The Mountains in southwest Arkansas between Glenwood and Mena are my favorite on the entire planet. They are so rugged, remote, and beautiful, you simply cannot look at them without awe. Last month I hiked the Caney Creek/Buckeye Trail Loop in that area for the first time and might have found a new favorite trail.
The hike is roughly a 9.5-mile loop that connects two trails and a dirt road. One aspect of the trail that I love is that for the first half of the trail, you are in the valley and for the last half you hike along the ridgeline. Both sections provide amazing views that I have not seen in many other places in Arkansas.
There are actually two ways to hike the trail – clockwise and counterclockwise. I chose clockwise. I started at the Caney Creek Trail trailhead and hiked back to that trailhead on the road. That way at the end of the trail when I was tired, I hiked downhill on the easy path of a dirt road. However, I met several backpackers on the trail who chose to hike it the other way.

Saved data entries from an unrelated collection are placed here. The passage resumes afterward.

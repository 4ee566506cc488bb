//! On-chain reads the permit builder depends on but does not track itself.

use crate::ClientError;
use alloy_primitives::{Address, B256, U256};
use alloy_provider::Provider;
use binding::token::IERC20Permit;
use tracing::debug;

/// Reads permit-related state from a token contract.
pub struct TokenReader<P> {
    provider: P,
}

impl<P> TokenReader<P>
where
    P: Provider + Clone,
{
    pub const fn new(provider: P) -> Self {
        Self { provider }
    }

    /// Current permit nonce of `owner`, the value the next permit must carry.
    pub async fn permit_nonce(&self, token: Address, owner: Address) -> Result<U256, ClientError> {
        debug!("Querying permit nonce: token={}, owner={}", token, owner);

        let contract = IERC20Permit::new(token, &self.provider);
        contract
            .nonces(owner)
            .call()
            .await
            .map_err(|e| ClientError::Connection(e.to_string()))
    }

    /// Token `name()`, the domain `name` of most permit tokens.
    pub async fn token_name(&self, token: Address) -> Result<String, ClientError> {
        debug!("Querying token name: token={}", token);

        let contract = IERC20Permit::new(token, &self.provider);
        contract
            .name()
            .call()
            .await
            .map_err(|e| ClientError::Connection(e.to_string()))
    }

    /// Domain separator the token verifies permits against.
    pub async fn domain_separator(&self, token: Address) -> Result<B256, ClientError> {
        debug!("Querying DOMAIN_SEPARATOR: token={}", token);

        let contract = IERC20Permit::new(token, &self.provider);
        contract
            .DOMAIN_SEPARATOR()
            .call()
            .await
            .map_err(|e| ClientError::Connection(e.to_string()))
    }
}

I’m glad I hiked it the way I did because the Caney Creek trail crosses the creek several times. The creek crossings caused me to have to stop and take off my boots several times. And I’m glad I got that over with in the beginning.
Finding the trailhead
Because there are two trails, there are two trailheads. For reasons previously stated, I began at the Caney Creek Trail east trailhead. This trailhead is on Forest Service Road 38 about 3.5 miles past Shady Lake Recreation Area.
If you chose to begin the Caney Creek/Buckeye Mountain Trail at the Buckeye Mountain Trail, its trailhead is one more mile up the road.
From a map and information from the Forest Service, click here.
Trailhead to Buckeye Mountain Trail
The Caney Creek Trail is a 9.6-mile one-way trail that follows the Caney Creek valley. But for this loop, you will only hike on it for 3.9 miles before it intersects with the Buckeye Trail. This section of the trail is fairly easy, as there is only one uphill portion. And I say “fairly” loosely depending on your tolerance for stream crossings.
I hiked it in the spring and after a rain. I had to take off my boots to cross Caney Creek two times as well as two tributaries of the creek. I have trekking poles to help keep myself stable on the slick river rocks, and river shoes – both I failed to bring. So by the fourth creek crossing, I was irritable. It also didn’t help that on that last creek crossing, I fell in soaking my boots and socks.
However, despite my failures in the creek crossings, I love this section of trail. If you are a backpacker, there are so many great spots for a campsite.
Caney Creek is beautiful, and in the summer it would be a great hike because there are many opportunities to cool off in the water.
One really neat thing about the Caney Creek/Buckeye Mountain Trail loop is that you hike parallel to Tall Peak. And about a month before I hiked the Tall Peak Trail. As I was in the Caney Creek Valley, I could look up and see the towers on Tall Peak and see how high up it is. And then on the ridgeline of Buckeye Mountain, I could gauge how far I’d come and how high I had hiked by the beacon of the Tall Peak Towers.
Just before you’ve hiked four miles, you come to the trail intersection with the Buckeye Trail. However, because it is a wilderness area, there are no blazes to mark the trail. But there is a rather large cairn.
Another good way to find the trail is to look for it right after you cross Katy Creek – which was the fourth crossing where I had to take off my boots. There you hang a right. There are a couple of other smaller creeks where I could cross without getting my feet wet, so take this in stride (no pun intended, ha!).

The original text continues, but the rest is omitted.